The three-dimensional structures of macromolecules and their complexes are mainly elucidated by X-ray protein crystallography. A major limitation of this method is access to high-quality crystals, which is necessary to ensure X-ray diffraction extends to sufficiently large scattering angles and hence yields information of sufficiently high resolution with which to solve the crystal structure. The observation that crystals with reduced unit-cell volumes and tighter macromolecular packing often produce higher-resolution Bragg peaks suggests that crystallographic resolution for some macromolecules may be limited not by their heterogeneity, but by a deviation of strict positional ordering of the crystalline lattice. Such displacements of molecules from the ideal lattice give rise to a continuous diffraction pattern that is equal to the incoherent sum of diffraction from rigid individual molecular complexes aligned along several discrete crystallographic orientations and that, consequently, contains more information than Bragg peaks alone. Although such continuous diffraction patterns have long been observed-and are of interest as a source of information about the dynamics of proteins-they have not been used for structure determination.
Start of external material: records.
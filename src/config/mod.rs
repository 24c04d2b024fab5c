// SPDX-License-Identifier: MIT
// SPDX-FileCopyrightText: 2025 Jonathan D. A. Jewell <hyperpolymath>

//! Configuration management for the voice-line organizer

use indexmap::IndexMap;
use serde::{Deserialize, Serialize};
use std::path::{Path, PathBuf};

/// Main application configuration
#[derive(Debug, Deserialize, Serialize, Clone, Default)]
pub struct AppConfig {
    /// Alias and rule tables
    #[serde(default)]
    pub tables: TableConfig,

    /// Classification and tree-building settings
    #[serde(default)]
    pub organize: OrganizeConfig,

    /// Transcription service settings
    #[serde(default)]
    pub transcription: TranscriptionConfig,
}

#[derive(Debug, Deserialize, Serialize, Clone)]
pub struct TableConfig {
    #[serde(default = "default_alias_path")]
    pub aliases: PathBuf,
    #[serde(default = "default_topic_alias_path")]
    pub topic_aliases: PathBuf,
    /// Built-in rules are used when unset
    #[serde(default)]
    pub pattern_rules: Option<PathBuf>,
}

#[derive(Debug, Deserialize, Serialize, Clone)]
pub struct OrganizeConfig {
    #[serde(default = "default_audio_extensions")]
    pub audio_extensions: Vec<String>,
    #[serde(default)]
    pub exclude_regular_pings: bool,
    #[serde(default = "default_true")]
    pub disregard_unknown_speakers: bool,
    #[serde(default)]
    pub disregard_unknown_subjects: bool,
    /// Children of a `Self` node listed here come first, in this order
    #[serde(default = "default_self_priority")]
    pub self_priority: Vec<String>,
    #[serde(default = "default_self_keywords")]
    pub self_keywords: Vec<String>,
    #[serde(default = "default_special_categories")]
    pub special_categories: IndexMap<String, Vec<String>>,
    #[serde(default = "default_special_ping_categories")]
    pub special_ping_categories: IndexMap<String, Vec<String>>,
}

#[derive(Debug, Deserialize, Serialize, Clone)]
pub struct TranscriptionConfig {
    #[serde(default = "default_transcription_url")]
    pub url: String,
    #[serde(default = "default_transcription_model")]
    pub model: String,
    #[serde(default = "default_language")]
    pub language: String,
    #[serde(default = "default_workers")]
    pub workers: usize,
    #[serde(default = "default_timeout")]
    pub timeout_secs: u64,
    #[serde(default = "default_retries")]
    pub retries: u32,
    /// Read before `OPENAI_API_KEY` and `~/.open_ai_key`
    #[serde(default)]
    pub api_key_file: Option<PathBuf>,
    #[serde(default)]
    pub custom_vocabulary: Option<PathBuf>,
}

// Default value functions
fn default_timeout() -> u64 { 120 }
fn default_retries() -> u32 { 3 }
fn default_workers() -> usize { 5 }
fn default_true() -> bool { true }
fn default_language() -> String { "en".to_string() }
fn default_transcription_model() -> String { "whisper-1".to_string() }
fn default_transcription_url() -> String {
    "https://api.openai.com/v1/audio/transcriptions".to_string()
}
fn default_alias_path() -> PathBuf { PathBuf::from("assets/character_mappings.json") }
fn default_topic_alias_path() -> PathBuf { PathBuf::from("assets/topic_mappings.json") }

fn default_audio_extensions() -> Vec<String> {
    vec!["mp3", "wav", "ogg", "flac", "m4a", "aac"]
        .into_iter().map(String::from).collect()
}

fn default_self_priority() -> Vec<String> {
    vec!["Select", "Unselect", "Pre game", "Post game"]
        .into_iter().map(String::from).collect()
}

fn default_self_keywords() -> Vec<String> {
    vec![
        "angry", "close_call", "concerned", "happy", "interrupt", "last_one_standing",
        "leave_base", "leaving_area", "parry", "near_miss", "melee_kill", "sad",
        "see_money", "select", "unselect", "killstreak_high", "killstreak_mid",
        "killstreak_start", "low_health_warning", "outnumbered", "pick_up_gold",
        "revenge_kill", "pick_up_rejuv", "upgrade_power1", "upgrade_power2",
        "upgrade_power3", "upgrade_power4", "use_power1", "use_power2", "use_power3",
        "use_power4", "solo_lasso_kill", "kill_anyhero", "use_power4_as_enemy",
        "desperation_power1", "desperation_power2", "desperation_power3",
        "desperation_power4", "hunt", "hs_select",
    ]
    .into_iter().map(String::from).collect()
}

fn category_table(groups: Vec<(&str, Vec<&str>)>) -> IndexMap<String, Vec<String>> {
    groups
        .into_iter()
        .map(|(name, keywords)| {
            (name.to_string(), keywords.into_iter().map(String::from).collect())
        })
        .collect()
}

fn default_special_categories() -> IndexMap<String, Vec<String>> {
    category_table(vec![
        ("Killstreaks", vec![
            "killstreak_high", "killstreak_mid", "killstreak_start", "killing_streak_high",
            "killing_streak_low", "killing_streak_medium", "killing_streak",
        ]),
        ("Movement", vec!["leave_base", "leaving_area"]),
        ("Use Power", vec![
            "use_power1", "use_power2", "use_power3", "use_power4", "bespoke_ability_line",
        ]),
        ("Desperation Use Power", vec![
            "desperation_power1", "desperation_power2", "desperation_power3", "desperation_power4",
        ]),
        ("Upgrade Power", vec![
            "upgrade_power1", "upgrade_power2", "upgrade_power3", "upgrade_power4",
        ]),
        ("Pick Up", vec!["see_money", "pick_up_gold", "pick_up_rejuv"]),
        ("Emotions", vec!["angry", "concerned", "happy", "sad"]),
        ("Combat", vec![
            "parry", "near_miss", "melee_kill", "revenge_kill", "last_one_standing",
            "close_call", "interrupt", "hunt", "kill_anyhero", "low_health_warning",
            "outnumbered", "solo_lasso_kill",
        ]),
    ])
}

fn default_special_ping_categories() -> IndexMap<String, Vec<String>> {
    category_table(vec![
        ("Objective Commands", vec![
            "attack_enemy", "clear_troopers", "defend_base", "defend_blue", "defend_green",
            "defend_purple", "defend_yellow", "help_with_idol", "lets_go_blue",
            "lets_go_green", "lets_go_purple", "lets_go_yellow", "push_blue", "push_green",
            "push_purple", "push_yellow", "take_mid", "take_shrine",
        ]),
        ("Ability Status/Usage", vec![
            "ability1_almost_ready", "ability1_not_ready", "ability2_almost_ready",
            "ability2_not_ready", "ability3_almost_ready", "ability3_not_ready",
            "ability4_almost_ready", "ability4_not_ready", "use_ability1", "use_ability2",
            "use_ability3", "use_ability4",
        ]),
        ("Item Status/Usage", vec![
            "can_heal", "glitch_almost_ready", "glitch_not_ready", "heal_ready",
            "health_nova_almost_ready", "health_nova_not_ready", "item_almost_ready",
            "item_not_ready", "kncokdown_almost_ready", "knockdown_almost_ready",
            "kncokdown_not_ready", "knockdown_not_ready", "refresher_almost_ready",
            "refresher_not_ready", "silence_almost_ready", "silence_not_ready",
            "stim_pack_almost_ready", "stim_pack_not_ready", "warp_stone_almost_ready",
            "warp_stone_not_ready", "use_glitch", "use_health_nova", "use_item",
            "use_kncokdown", "use_knockdown", "use_refresher", "use_rupture", "use_silence",
            "use_stim_pack", "use_warp_stone",
        ]),
        ("Movement and Positioning", vec![
            "be_back_soon", "flank", "going_in", "going_shop", "headed_blue", "headed_green",
            "headed_purple", "headed_this_way", "headed_yellow", "leaving_area", "lets_hide",
            "meet_here", "on_way", "request_follow", "retreat", "returning_to_base",
            "right_back", "stay_together", "wait",
        ]),
        ("Enemy Information and Location", vec![
            "danger_area", "in_mid", "missing", "missing_blue", "missing_green",
            "missing_purple", "missing_yellow", "on_top_of_garage", "on_top_of_mid", "saw",
            "saw_them", "see", "see_enemy", "see_on_bridge", "see_on_roof", "theyre_in_mid",
            "theyre_on_top_of_garage", "theyre_on_top_of_mid", "theyre_under_garage",
            "they_were_here", "under_garage", "was_here",
        ]),
        ("Requests and Alerts", vec![
            "almost_respawn", "avatar_under_attack", "blue_help", "dead", "green_help",
            "need_cover", "need_heal", "need_help_blue", "need_help_green", "need_help_purple",
            "need_help_yellow", "purple_help", "t1_under_attack", "t2_under_attack",
            "yellow_help",
        ]),
        ("Tactical Communication", vec![
            "attack", "careful", "gank", "ignore", "need_plan", "no_teamfight",
            "press_advantage", "stun",
        ]),
        ("General Communication / Social", vec![
            "affermative", "good_game", "good_job", "negative", "nice_work", "sorry",
            "thanks", "thank_you", "welcome", "well_played", "with",
        ]),
        ("Miscellaneous Status", vec!["check_items", "jar_call", "rejuv_drop"]),
    ])
}

impl Default for TableConfig {
    fn default() -> Self {
        Self {
            aliases: default_alias_path(),
            topic_aliases: default_topic_alias_path(),
            pattern_rules: None,
        }
    }
}

impl Default for OrganizeConfig {
    fn default() -> Self {
        Self {
            audio_extensions: default_audio_extensions(),
            exclude_regular_pings: false,
            disregard_unknown_speakers: true,
            disregard_unknown_subjects: false,
            self_priority: default_self_priority(),
            self_keywords: default_self_keywords(),
            special_categories: default_special_categories(),
            special_ping_categories: default_special_ping_categories(),
        }
    }
}

impl Default for TranscriptionConfig {
    fn default() -> Self {
        Self {
            url: default_transcription_url(),
            model: default_transcription_model(),
            language: default_language(),
            workers: default_workers(),
            timeout_secs: default_timeout(),
            retries: default_retries(),
            api_key_file: None,
            custom_vocabulary: None,
        }
    }
}

impl AppConfig {
    /// Load configuration from a JSON file
    pub fn load(path: &Path) -> crate::Result<Self> {
        if path.exists() {
            let content = std::fs::read_to_string(path)
                .map_err(|e| crate::OrganizerError::io(path, e))?;
            let config: Self = serde_json::from_str(&content)
                .map_err(|e| crate::OrganizerError::Config(format!("Failed to parse config: {}", e)))?;
            Ok(config)
        } else {
            tracing::info!("Config file not found at {:?}, using defaults", path);
            Ok(Self::default())
        }
    }

    /// Save configuration to a JSON file
    pub fn save(&self, path: &Path) -> crate::Result<()> {
        let content = serde_json::to_string_pretty(self)?;
        std::fs::write(path, content).map_err(|e| crate::OrganizerError::io(path, e))?;
        Ok(())
    }

    /// Check values that serde cannot
    pub fn validate(&self) -> crate::Result<()> {
        if self.transcription.workers == 0 {
            return Err(crate::OrganizerError::Config(
                "transcription.workers must be at least 1".to_string(),
            ));
        }
        if self.organize.audio_extensions.is_empty() {
            return Err(crate::OrganizerError::Config(
                "organize.audio_extensions must not be empty".to_string(),
            ));
        }
        Ok(())
    }
}

#[cfg(test)]
mod tests {
    use super::*;
    use tempfile::TempDir;

    #[test]
    fn test_missing_file_uses_defaults() {
        let temp = TempDir::new().unwrap();
        let config = AppConfig::load(&temp.path().join("absent.json")).unwrap();
        assert_eq!(config.transcription.workers, 5);
        assert!(config.organize.disregard_unknown_speakers);
        assert_eq!(config.organize.self_priority[0], "Select");
    }

    #[test]
    fn test_partial_document_fills_defaults() {
        let temp = TempDir::new().unwrap();
        let path = temp.path().join("config.json");
        std::fs::write(&path, r#"{"organize": {"exclude_regular_pings": true}}"#).unwrap();

        let config = AppConfig::load(&path).unwrap();
        assert!(config.organize.exclude_regular_pings);
        assert_eq!(
            config.organize.special_categories.keys().next().map(String::as_str),
            Some("Killstreaks")
        );
        assert!(config.tables.pattern_rules.is_none());
    }

    #[test]
    fn test_malformed_config_is_error() {
        let temp = TempDir::new().unwrap();
        let path = temp.path().join("config.json");
        std::fs::write(&path, "{ nope").unwrap();
        assert!(matches!(AppConfig::load(&path), Err(crate::OrganizerError::Config(_))));
    }

    #[test]
    fn test_save_and_reload() {
        let temp = TempDir::new().unwrap();
        let path = temp.path().join("config.json");
        let mut config = AppConfig::default();
        config.transcription.workers = 2;
        config.save(&path).unwrap();

        let loaded = AppConfig::load(&path).unwrap();
        assert_eq!(loaded.transcription.workers, 2);
        assert_eq!(
            loaded.organize.special_ping_categories.len(),
            config.organize.special_ping_categories.len()
        );
    }

    #[test]
    fn test_validate_rejects_zero_workers() {
        let mut config = AppConfig::default();
        assert!(config.validate().is_ok());
        config.transcription.workers = 0;
        assert!(config.validate().is_err());
    }
}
Here we show for crystals of the integral membrane protein complex photosystem II that lattice disorder increases the information content and the resolution of the diffraction pattern well beyond the 4.5-ångström limit of measurable Bragg peaks, which allows us to phase the pattern directly. Using the molecular envelope conventionally determined at 4.5 ångströms as a constraint, we obtain a static image of the photosystem II dimer at a resolution of 3.5 ångströms. This result shows that continuous diffraction can be used to overcome what have long been supposed to be the resolution limits of macromolecular crystallography, using a method that exploits commonly encountered imperfect crystals and enables model-free phasing.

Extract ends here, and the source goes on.